Cuando el fracking se cuenta desde los ojos de un niño (Los nuevos, 2026)

La campiña mexicana rara vez tiene tregua en la pantalla. Es, casi por default, territorio narrativo de la violencia: el narcotráfico como fuerza invisible que todo lo corrompe, comunidades enteras a merced de poderes que no pueden nombrar ni comprender del todo. Los nuevos, la nueva película de Rodrigo Plá (estrenada mundialmente en la sección Locarno Kids Screenings, que este año se convirtió, por primera vez, en categoría competitiva) decide contarnos una historia parecida, pero desde un lugar radicalmente distinto: la mirada dócil, curiosa e inevitablemente optimista de la infancia.

La película es una adaptación de Llegaron con el viento, la novela infantil que Laura Santullo publicó hace diez años y que ahora ella misma traslada al guion, en su primera colaboración directa con Plá desde el terreno de la ficción infantil. Filmada íntegramente en Tacotalpa, Tabasco, con un elenco protagónico formado por niñas y niños de comunidades rurales locales (seleccionados a través de talleres comunitarios en escuelas del municipio), la producción tiene una honestidad regional que se nota en cada plano: no es Tabasco filmado como decorado exótico, es Tabasco filmado desde adentro.

La historia sigue a Tiana, Mateo y Tomás, tres niños acompañados por su perro Nube, que intentan descubrir qué está contaminando los ríos de su comunidad mientras sus propias familias buscan un lugar seguro para empezar de nuevo. Es una trama que, en apariencia, podría sonar a aventura infantil convencional (niños investigando un misterio), pero que en realidad está anclada en problemas dolorosamente actuales: la contaminación del agua por minería clandestina, el empobrecimiento sistemático de zonas rurales, y la privatización forzada de ejidos a través de mecanismos legales que bordean, constantemente, la ilegalidad.

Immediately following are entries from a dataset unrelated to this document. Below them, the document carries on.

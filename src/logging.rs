use std::fs::{self, OpenOptions};
use std::path::Path;

use tracing_appender::non_blocking::WorkerGuard;
use tracing_subscriber::{fmt, layer::SubscriberExt, util::SubscriberInitExt, EnvFilter};

use crate::error::{Result, TrainerError};

pub const LOG_FILE_NAME: &str = "hotkey-trainer.log";

/// Guard that must be kept alive for the duration of the program.
/// Dropping it flushes and closes the log file.
pub struct LoggingGuard {
    _file_guard: WorkerGuard,
}

/// Send all tracing output to `<log_dir>/hotkey-trainer.log`.
///
/// The terminal belongs to the drill screen, so nothing is written to stderr.
/// The level defaults to `info` and can be overridden with `RUST_LOG`.
pub fn init(log_dir: &Path) -> Result<LoggingGuard> {
    fs::create_dir_all(log_dir)?;
    let path = log_dir.join(LOG_FILE_NAME);
    let file = OpenOptions::new().create(true).append(true).open(&path)?;

    let (non_blocking_file, file_guard) = tracing_appender::non_blocking(file);

    let env_filter = EnvFilter::try_from_default_env().unwrap_or_else(|_| EnvFilter::new("info"));

    let file_layer = fmt::layer()
        .with_writer(non_blocking_file)
        .with_ansi(false)
        .with_target(true)
        .with_thread_ids(false);

    tracing_subscriber::registry()
        .with(env_filter)
        .with(file_layer)
        .try_init()
        .map_err(|e| TrainerError::Io(std::io::Error::other(e.to_string())))?;

    tracing::info!(log_path = %path.display(), "logging initialized");

    Ok(LoggingGuard {
        _file_guard: file_guard,
    })
}
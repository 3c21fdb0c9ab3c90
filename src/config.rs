use crate::app_dirs::AppDirs;
use crate::error::{Result, TrainerError};
use serde::{Deserialize, Serialize};
use std::collections::HashSet;
use std::fs;
use std::ops::RangeInclusive;
use std::path::{Path, PathBuf};
use tracing::info;

pub const VISIBLE_PROMPTS_RANGE: RangeInclusive<usize> = 1..=10;
pub const DEFAULT_VISIBLE_PROMPTS: usize = 3;

/// A named drill item bound to a canonical hotkey string
#[derive(Debug, Clone, Serialize, Deserialize, PartialEq)]
pub struct Prompt {
    pub name: String,
    pub hotkey: String,
    pub weight: f64,
}

/// Prompts that are always played back in the listed order once selected
#[derive(Debug, Clone, Serialize, Deserialize, PartialEq)]
pub struct SequenceGroup {
    pub name: String,
    pub prompts: Vec<String>,
    #[serde(default = "default_group_weight")]
    pub weight: f64,
}

fn default_group_weight() -> f64 {
    1.0
}

#[derive(Debug, Clone, Serialize, Deserialize, PartialEq)]
pub struct Config {
    pub prompts: Vec<Prompt>,
    pub visible_prompts: usize,
    #[serde(default)]
    pub sequence_groups: Vec<SequenceGroup>,
}

impl Default for Config {
    fn default() -> Self {
        Self {
            prompts: Vec::new(),
            visible_prompts: DEFAULT_VISIBLE_PROMPTS,
            sequence_groups: Vec::new(),
        }
    }
}

impl Config {
    /// Reject configurations the trainer cannot run with
    pub fn validate(&self) -> Result<()> {
        if !VISIBLE_PROMPTS_RANGE.contains(&self.visible_prompts) {
            return Err(TrainerError::VisiblePrompts(self.visible_prompts));
        }

        let mut names = HashSet::new();
        for prompt in &self.prompts {
            if !names.insert(prompt.name.as_str()) {
                return Err(TrainerError::DuplicatePrompt(prompt.name.clone()));
            }
            check_weight(prompt.weight)?;
        }

        for group in &self.sequence_groups {
            if group.prompts.is_empty() {
                return Err(TrainerError::EmptySequence(group.name.clone()));
            }
            check_weight(group.weight)?;
        }

        Ok(())
    }
}

pub(crate) fn check_weight(weight: f64) -> Result<f64> {
    if weight.is_finite() && weight >= 0.0 {
        Ok(weight)
    } else {
        Err(TrainerError::InvalidWeight(weight.to_string()))
    }
}

/// Parse a user-entered weight such as `"1.5"`
pub fn parse_weight(text: &str) -> Result<f64> {
    text.trim()
        .parse::<f64>()
        .map_err(|_| TrainerError::InvalidWeight(text.to_string()))
        .and_then(|w| check_weight(w).map_err(|_| TrainerError::InvalidWeight(text.to_string())))
}

/// Parse sequence groups written as `group1: prompt1,prompt2;group2: prompt3`.
///
/// Blank segments between `;` are skipped. Any malformed segment fails the
/// whole parse so that no partial set of groups is ever returned.
pub fn parse_sequence_groups(text: &str) -> Result<Vec<SequenceGroup>> {
    let malformed = || TrainerError::SequenceFormat(text.to_string());
    let mut groups = Vec::new();

    for segment in text.split(';') {
        if segment.trim().is_empty() {
            continue;
        }

        let mut parts = segment.split(':');
        let (name, prompts) = match (parts.next(), parts.next(), parts.next()) {
            (Some(name), Some(prompts), None) => (name.trim(), prompts),
            _ => return Err(malformed()),
        };

        let prompts: Vec<String> = prompts.split(',').map(|p| p.trim().to_string()).collect();
        if name.is_empty() || prompts.iter().any(|p| p.is_empty()) {
            return Err(malformed());
        }

        groups.push(SequenceGroup {
            name: name.to_string(),
            prompts,
            weight: default_group_weight(),
        });
    }

    if groups.is_empty() {
        return Err(malformed());
    }

    Ok(groups)
}

pub trait ConfigStore {
    fn load(&self) -> Result<Config>;
    fn save(&self, cfg: &Config) -> Result<()>;
}

#[derive(Debug, Clone)]
pub struct FileConfigStore {
    path: PathBuf,
}

impl FileConfigStore {
    #[allow(clippy::new_without_default)]
    pub fn new() -> Self {
        Self {
            path: AppDirs::config_path(),
        }
    }

    pub fn with_path<P: AsRef<Path>>(p: P) -> Self {
        Self {
            path: p.as_ref().to_path_buf(),
        }
    }

    pub fn path(&self) -> &Path {
        &self.path
    }

    pub fn exists(&self) -> bool {
        self.path.exists()
    }

    /// Load the file if it exists, otherwise start from an empty configuration
    pub fn load_or_default(&self) -> Result<Config> {
        if self.exists() {
            self.load()
        } else {
            Ok(Config::default())
        }
    }
}

impl Default for FileConfigStore {
    fn default() -> Self {
        Self::new()
    }
}

impl ConfigStore for FileConfigStore {
    fn load(&self) -> Result<Config> {
        let bytes = fs::read(&self.path)?;
        let cfg: Config = serde_json::from_slice(&bytes)?;
        cfg.validate()?;
        info!(
            path = %self.path.display(),
            prompts = cfg.prompts.len(),
            sequence_groups = cfg.sequence_groups.len(),
            "loaded config"
        );
        Ok(cfg)
    }

    fn save(&self, cfg: &Config) -> Result<()> {
        if let Some(parent) = self.path.parent() {
            if !parent.as_os_str().is_empty() {
                fs::create_dir_all(parent)?;
            }
        }
        let data = serde_json::to_vec_pretty(cfg)?;
        fs::write(&self.path, data)?;
        info!(path = %self.path.display(), "saved config");
        Ok(())
    }
}
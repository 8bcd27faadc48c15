//! Roll-up manager: periodic recomputation of the minute and hour levels.
//!
//! Mirrors a continuous-aggregate refresh policy: each level is refreshed on
//! its own cadence, over a bounded source window, with an end offset that
//! keeps the still-filling bucket out of the tables. Because refresh is a
//! recomputation, late or out-of-order samples inside the source window are
//! folded in on the next run.

use crate::db::{Resolution, Store};

use chrono::{DateTime, Duration as ChronoDuration, Utc};
use std::sync::{Arc, Mutex};
use std::time::Duration;
use tokio::sync::broadcast;

/// Minute refresh cadence.
const MINUTE_INTERVAL: Duration = Duration::from_secs(5 * 60);
/// Hour refresh cadence.
const HOUR_INTERVAL: Duration = Duration::from_secs(60 * 60);

/// Manager for the two roll-up background tasks.
pub struct RollupManager {
    store: Arc<Store>,
    stop: Mutex<Option<broadcast::Sender<()>>>,
}

impl RollupManager {
    pub fn new(store: Arc<Store>) -> Self {
        Self {
            store,
            stop: Mutex::new(None),
        }
    }

    /// Start both refresh tasks. Each runs once immediately, then on its
    /// cadence.
    pub fn start(&self) {
        let (stop_tx, _) = broadcast::channel(1);
        *self.stop.lock().unwrap() = Some(stop_tx.clone());

        let store = self.store.clone();
        let mut stop_rx = stop_tx.subscribe();
        tokio::spawn(async move {
            let mut interval = tokio::time::interval(MINUTE_INTERVAL);
            loop {
                tokio::select! {
                    _ = stop_rx.recv() => break,
                    _ = interval.tick() => refresh_minute(&store, Utc::now()),
                }
            }
        });

        let store = self.store.clone();
        let mut stop_rx = stop_tx.subscribe();
        tokio::spawn(async move {
            let mut interval = tokio::time::interval(HOUR_INTERVAL);
            loop {
                tokio::select! {
                    _ = stop_rx.recv() => break,
                    _ = interval.tick() => refresh_hour(&store, Utc::now()),
                }
            }
        });
    }

    /// Stop both refresh tasks.
    pub fn stop(&self) {
        if let Some(tx) = self.stop.lock().unwrap().as_ref() {
            let _ = tx.send(());
        }
    }
}

/// Refresh the minute level: all complete minute buckets within raw
/// retention, stopping one bucket short of now.
pub fn refresh_minute(store: &Store, now: DateTime<Utc>) {
    let end = floor_to_bucket(now - ChronoDuration::minutes(1), 60);
    let start = end
        - Resolution::Raw
            .retention()
            .expect("raw level has a retention horizon");

    match store.rollup_minute(start, end) {
        Ok(rows) => {
            tracing::debug!(rows, "Rollup: refreshed minute aggregates");
        }
        Err(e) => {
            tracing::error!("Rollup: minute refresh failed: {}", e);
        }
    }
}

/// Refresh the hour level from the minute tables, one hour behind live.
pub fn refresh_hour(store: &Store, now: DateTime<Utc>) {
    let end = floor_to_bucket(now - ChronoDuration::hours(1), 3600);
    let start = end
        - Resolution::Minute
            .retention()
            .expect("minute level has a retention horizon");

    match store.rollup_hour(start, end) {
        Ok(rows) => {
            tracing::debug!(rows, "Rollup: refreshed hour aggregates");
        }
        Err(e) => {
            tracing::error!("Rollup: hour refresh failed: {}", e);
        }
    }
}

/// Truncate a datetime to the start of its containing bucket.
pub fn floor_to_bucket(dt: DateTime<Utc>, bucket_seconds: i64) -> DateTime<Utc> {
    let ts = dt.timestamp();
    let truncated = ts - ts.rem_euclid(bucket_seconds);
    DateTime::from_timestamp(truncated, 0).unwrap_or(dt)
}

#[cfg(test)]
mod tests {
    use super::*;
    use crate::db::{NewTarget, PingSample};
    use chrono::TimeZone;
    use tempfile::NamedTempFile;

    #[test]
    fn test_floor_to_bucket() {
        let dt = Utc.with_ymd_and_hms(2026, 1, 1, 12, 34, 56).unwrap();
        assert_eq!(
            floor_to_bucket(dt, 60),
            Utc.with_ymd_and_hms(2026, 1, 1, 12, 34, 0).unwrap()
        );
        assert_eq!(
            floor_to_bucket(dt, 300),
            Utc.with_ymd_and_hms(2026, 1, 1, 12, 30, 0).unwrap()
        );
        assert_eq!(
            floor_to_bucket(dt, 3600),
            Utc.with_ymd_and_hms(2026, 1, 1, 12, 0, 0).unwrap()
        );
    }

    #[test]
    fn test_refresh_never_materialises_current_bucket() {
        let tmp = NamedTempFile::new().unwrap();
        let store = Store::new(tmp.path()).unwrap();
        let target = store
            .add_target(&NewTarget {
                ip: "198.18.1.1".to_string(),
                frequency_seconds: 1,
                url: None,
                notes: None,
            })
            .unwrap();

        let now = Utc.with_ymd_and_hms(2026, 3, 1, 9, 10, 30).unwrap();
        // One sample well inside the window, one in the still-filling minute.
        store
            .insert_sample(&PingSample {
                time: now - ChronoDuration::minutes(5),
                target_id: target.id,
                latency_ms: Some(9.0),
                hops: Some(4),
                packet_loss: false,
            })
            .unwrap();
        store
            .insert_sample(&PingSample {
                time: now,
                target_id: target.id,
                latency_ms: Some(9.0),
                hops: Some(4),
                packet_loss: false,
            })
            .unwrap();

        refresh_minute(&store, now);

        let rows = store
            .aggregate_range(
                Resolution::Minute,
                target.id,
                now - ChronoDuration::hours(1),
                now + ChronoDuration::hours(1),
            )
            .unwrap();
        assert_eq!(rows.len(), 1);
        assert_eq!(rows[0].bucket, floor_to_bucket(now, 60) - ChronoDuration::minutes(5));
    }
}
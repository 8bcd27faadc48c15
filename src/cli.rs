//! Command-line front-end re-exposing the service operations.
//!
//! Commands operate directly on the database: lifecycle changes are recorded
//! with the same events the HTTP API emits, and probe loops pick the state up
//! the next time `serve` boots. `ping` and `seed` are standalone utilities.

use std::net::{IpAddr, Ipv4Addr};
use std::sync::Arc;
use std::time::Duration;

use chrono::{DateTime, Duration as ChronoDuration, Utc};
use clap::Subcommand;
use rand::Rng;
use serde_json::json;

use crate::config::Settings;
use crate::db::{DbError, EventKind, NewTarget, PingSample, Store};
use crate::probe;

/// Number of samples per seeding batch insert.
const SEED_CHUNK_SIZE: usize = 10_000;
/// First address of the benchmarking range seeded targets are drawn from.
const SEED_BASE_IP: Ipv4Addr = Ipv4Addr::new(198, 18, 0, 1);

#[derive(Debug, Subcommand)]
pub enum Command {
    /// Run the scheduler and the HTTP API (the default)
    Serve,
    /// Send a single probe and print the parsed result
    Ping {
        ip: String,
        /// Probe timeout in seconds; defaults to the configured ping_timeout
        #[arg(long)]
        timeout: Option<f64>,
    },
    /// Manage monitor targets
    #[command(subcommand)]
    Target(TargetCommand),
    /// Print recent samples for a target, oldest first
    Logs {
        target_id: i64,
        #[arg(long, default_value_t = 100)]
        limit: i64,
    },
    /// Print lifecycle events for a target, newest first
    Events {
        target_id: i64,
        #[arg(long, default_value_t = 100)]
        limit: i64,
    },
    /// Load synthetic ping history for aggregation and retention testing
    Seed {
        #[arg(long, default_value_t = 8)]
        targets: u32,
        #[arg(long, default_value_t = 2.0)]
        days: f64,
        /// Seconds between synthetic samples
        #[arg(long, default_value_t = 60)]
        interval: u32,
        /// Mean packet-loss rate of the generated data
        #[arg(long, default_value_t = 0.02)]
        loss: f64,
    },
}

#[derive(Debug, Subcommand)]
pub enum TargetCommand {
    /// Register a new target
    Add {
        ip: String,
        #[arg(long, default_value_t = 1)]
        frequency: u32,
        #[arg(long)]
        url: Option<String>,
        #[arg(long)]
        notes: Option<String>,
    },
    /// List all targets, paused ones included
    List,
    Pause { target_id: i64 },
    Resume { target_id: i64 },
    Delete { target_id: i64 },
}

type CliResult = Result<(), Box<dyn std::error::Error + Send + Sync>>;

/// Execute a CLI command against the configured database.
pub async fn run(command: Command, settings: &Settings, as_json: bool) -> CliResult {
    match command {
        Command::Serve => unreachable!("serve is dispatched in main"),
        Command::Ping { ip, timeout } => {
            let timeout = match timeout {
                None => settings.ping_timeout_duration(),
                Some(secs) => {
                    if !secs.is_finite() || secs <= 0.0 {
                        return Err("Timeout must be a positive number of seconds".into());
                    }
                    Duration::from_secs_f64(secs.min(60.0))
                }
            };
            let result = probe::ping(&ip, timeout).await;
            print_value(
                json!({
                    "ip": ip,
                    "latency_ms": result.latency_ms,
                    "hops": result.hops,
                    "packet_loss": result.packet_loss,
                }),
                as_json,
            );
            Ok(())
        }
        Command::Target(cmd) => run_target(cmd, settings, as_json),
        Command::Logs { target_id, limit } => {
            let store = open_store(settings)?;
            store.get_target(target_id)?;
            let samples = store.recent_samples(target_id, limit)?;
            print_values(
                samples
                    .into_iter()
                    .map(|s| {
                        json!({
                            "time": s.time,
                            "latency_ms": s.latency_ms,
                            "hops": s.hops,
                            "packet_loss": s.packet_loss,
                        })
                    })
                    .collect(),
                as_json,
            );
            Ok(())
        }
        Command::Events { target_id, limit } => {
            let store = open_store(settings)?;
            store.get_target(target_id)?;
            let events = store.events_for_target(target_id, limit)?;
            print_values(
                events
                    .into_iter()
                    .map(|e| serde_json::to_value(e).unwrap_or_default())
                    .collect(),
                as_json,
            );
            Ok(())
        }
        Command::Seed {
            targets,
            days,
            interval,
            loss,
        } => seed(settings, targets, days, interval.clamp(1, 3600), loss, as_json),
    }
}

fn run_target(cmd: TargetCommand, settings: &Settings, as_json: bool) -> CliResult {
    let store = open_store(settings)?;
    match cmd {
        TargetCommand::Add {
            ip,
            frequency,
            url,
            notes,
        } => {
            let ip: IpAddr = ip.trim().parse().map_err(|_| "Invalid IP address")?;
            if !(1..=3600).contains(&frequency) {
                return Err("Frequency must be between 1 and 3600 seconds".into());
            }
            let target = store.add_target(&NewTarget {
                ip: ip.to_string(),
                frequency_seconds: frequency,
                url,
                notes,
            })?;
            store.record_event(
                Some(target.id),
                EventKind::Start,
                &format!("Started tracking {}", target.ip),
            )?;
            print_value(serde_json::to_value(&target)?, as_json);
            Ok(())
        }
        TargetCommand::List => {
            let targets = store.get_targets()?;
            print_values(
                targets
                    .into_iter()
                    .map(|t| serde_json::to_value(t).unwrap_or_default())
                    .collect(),
                as_json,
            );
            Ok(())
        }
        TargetCommand::Pause { target_id } => {
            let target = live_target(&store, target_id)?;
            if target.is_active {
                store.set_target_state(target_id, false, false)?;
                store.record_event(Some(target_id), EventKind::Stop, "Tracking paused")?;
            }
            print_value(json!({ "message": "Tracking paused", "id": target_id }), as_json);
            Ok(())
        }
        TargetCommand::Resume { target_id } => {
            let target = live_target(&store, target_id)?;
            if !target.is_active {
                store.set_target_state(target_id, true, false)?;
                store.record_event(Some(target_id), EventKind::Start, "Tracking resumed")?;
            }
            print_value(json!({ "message": "Tracking resumed", "id": target_id }), as_json);
            Ok(())
        }
        TargetCommand::Delete { target_id } => {
            live_target(&store, target_id)?;
            store.set_target_state(target_id, false, true)?;
            store.record_event(
                Some(target_id),
                EventKind::Delete,
                "Tracking stopped and target deleted",
            )?;
            print_value(json!({ "message": "Target deleted", "id": target_id }), as_json);
            Ok(())
        }
    }
}

/// Generate synthetic targets and history in the benchmarking address range,
/// then roll the seeded span up so aggregate queries work immediately.
fn seed(
    settings: &Settings,
    target_count: u32,
    days: f64,
    interval: u32,
    loss_rate: f64,
    as_json: bool,
) -> CliResult {
    let store = open_store(settings)?;
    let mut rng = rand::thread_rng();

    let now = Utc::now();
    let span = ChronoDuration::seconds((days.max(0.01) * 86_400.0) as i64);
    let start = now - span;

    let base = u32::from(SEED_BASE_IP);
    let mut created = 0u32;
    let mut total_samples = 0usize;
    let mut offset = 0u32;

    while created < target_count {
        let ip = Ipv4Addr::from(base + offset).to_string();
        offset += 1;

        let target = match store.add_target(&NewTarget {
            ip,
            frequency_seconds: interval,
            url: None,
            notes: Some("synthetic seed data".to_string()),
        }) {
            Ok(target) => target,
            Err(DbError::Duplicate) => continue,
            Err(e) => return Err(e.into()),
        };
        created += 1;

        let base_latency = rng.gen_range(8.0..120.0);
        let jitter_ms = rng.gen_range(1.5..18.0);
        let base_hops = rng.gen_range(3..=18i64);
        let target_loss = (loss_rate + rng.gen_range(-0.01..0.01)).clamp(0.0, 0.2);

        let mut chunk: Vec<PingSample> = Vec::with_capacity(SEED_CHUNK_SIZE);
        let mut time = start;
        while time < now {
            chunk.push(simulate_sample(
                &mut rng,
                target.id,
                time,
                base_latency,
                jitter_ms,
                base_hops,
                target_loss,
            ));
            if chunk.len() >= SEED_CHUNK_SIZE {
                total_samples += store.insert_samples(&chunk)?;
                chunk.clear();
            }
            time += ChronoDuration::seconds(i64::from(interval));
        }
        total_samples += store.insert_samples(&chunk)?;
    }

    store.rollup_minute(start, now)?;
    store.rollup_hour(start, now)?;

    print_value(
        json!({ "targets": created, "samples": total_samples }),
        as_json,
    );
    Ok(())
}

fn simulate_sample(
    rng: &mut impl Rng,
    target_id: i64,
    time: DateTime<Utc>,
    base_latency: f64,
    jitter_ms: f64,
    base_hops: i64,
    loss_rate: f64,
) -> PingSample {
    if rng.gen::<f64>() < loss_rate {
        return PingSample {
            time,
            target_id,
            latency_ms: None,
            hops: None,
            packet_loss: true,
        };
    }

    let seasonal = (time.timestamp() as f64 / 86_400.0).sin() * jitter_ms;
    let noise = rng.gen_range(-jitter_ms..jitter_ms);
    let latency = (base_latency + seasonal + noise).max(0.2);
    let hops = (base_hops + rng.gen_range(-1..=1)).max(1);

    PingSample {
        time,
        target_id,
        latency_ms: Some((latency * 10_000.0).round() / 10_000.0),
        hops: Some(hops),
        packet_loss: false,
    }
}

fn open_store(settings: &Settings) -> Result<Arc<Store>, DbError> {
    Ok(Arc::new(Store::new(settings.db_path())?))
}

fn live_target(store: &Store, id: i64) -> Result<crate::db::MonitorTarget, Box<dyn std::error::Error + Send + Sync>> {
    let target = store.get_target(id)?;
    if target.is_deleted {
        return Err(DbError::NotFound.into());
    }
    Ok(target)
}

fn print_value(value: serde_json::Value, as_json: bool) {
    if as_json {
        println!("{}", value);
        return;
    }
    println!("{}", flat_line(&value));
}

fn print_values(values: Vec<serde_json::Value>, as_json: bool) {
    if as_json {
        println!("{}", serde_json::Value::Array(values));
        return;
    }
    for value in values {
        println!("{}", flat_line(&value));
    }
}

fn flat_line(value: &serde_json::Value) -> String {
    match value.as_object() {
        Some(map) => map
            .iter()
            .map(|(k, v)| format!("{}={}", k, flatten(v)))
            .collect::<Vec<_>>()
            .join(" | "),
        None => value.to_string(),
    }
}

fn flatten(value: &serde_json::Value) -> String {
    match value {
        serde_json::Value::String(s) => s.clone(),
        serde_json::Value::Null => "null".to_string(),
        other => other.to_string(),
    }
}

#[cfg(test)]
mod tests {
    use super::*;

    #[test]
    fn test_flat_line_formats_objects() {
        let line = flat_line(&json!({ "id": 1, "ip": "10.0.0.1", "notes": null }));
        assert_eq!(line, "id=1 | ip=10.0.0.1 | notes=null");
    }

    #[tokio::test]
    async fn test_ping_rejects_invalid_timeout() {
        let settings = Settings::default();
        for bad in [-1.0, 0.0, f64::NAN, f64::INFINITY] {
            let result = run(
                Command::Ping {
                    ip: "127.0.0.1".to_string(),
                    timeout: Some(bad),
                },
                &settings,
                true,
            )
            .await;
            assert!(result.is_err());
        }
    }

    #[test]
    fn test_simulate_sample_respects_loss_invariant() {
        let mut rng = rand::thread_rng();
        let now = Utc::now();
        for _ in 0..200 {
            let sample = simulate_sample(&mut rng, 1, now, 30.0, 5.0, 8, 0.5);
            if sample.packet_loss {
                assert!(sample.latency_ms.is_none());
                assert!(sample.hops.is_none());
            } else {
                assert!(sample.latency_ms.unwrap() >= 0.2);
                assert!(sample.hops.unwrap() >= 1);
            }
        }
    }
}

Lo notable de Los nuevos es que nunca convierte esa denuncia en un tratado político explícito. La película entiende que la crueldad fría del despojo capitalista (esa maquinaria que va arrebatando tierra, agua y arraigo a comunidad tras comunidad) se puede narrar sin necesidad de la mirada adulta, cínica y agotada que domina el género. Aquí, los niños no son testigos pasivos de la tragedia: son protagonistas activos que van a la escuela, juegan con su perro, tienen diferencias entre ellos (algunos vienen ya de comunidades previamente desplazadas), y en medio de toda esa cotidianidad infantil, terminan tropezándose con una injusticia que el mundo adulto ha normalizado hace tiempo.

Esa decisión de punto de vista es, en el fondo, una apuesta política en sí misma: elegir la esperanza y el vínculo comunitario como lente narrativa, en lugar del fatalismo, no es ingenuidad. Es una forma de resistencia. Los nuevos se siente como una bocanada de aire fresco precisamente por negarse a narrar el despojo rural mexicano únicamente desde el duelo o la violencia explícita, optando en cambio por reforzar los lazos de empatía y cariño que sostienen a estas comunidades incluso cuando todo alrededor se desmorona.

Formalmente, la película se sostiene en una fotografía luminosa, cálida, que privilegia la textura del paisaje tabasqueño sin caer en el paisajismo turístico, y en un elenco infantil que transmite una naturalidad casi documental, fruto sin duda, del proceso de casting comunitario que llevó a estos niños de la escuela directamente al set. El resultado es una película de verano en el mejor sentido posible: ligera en su superficie, pero cargada, por debajo, de una urgencia política real.

Los nuevos compite ahora por el primer Locarno Kids Award la Mobiliare, evaluado por un jurado juvenil de entre 11 y 15 años, un giro simbólico perfecto para una película que insiste, en cada fotograma, en que los niños no son solo el futuro de estas comunidades, sino ya, en el presente, sus testigos más lúcidos.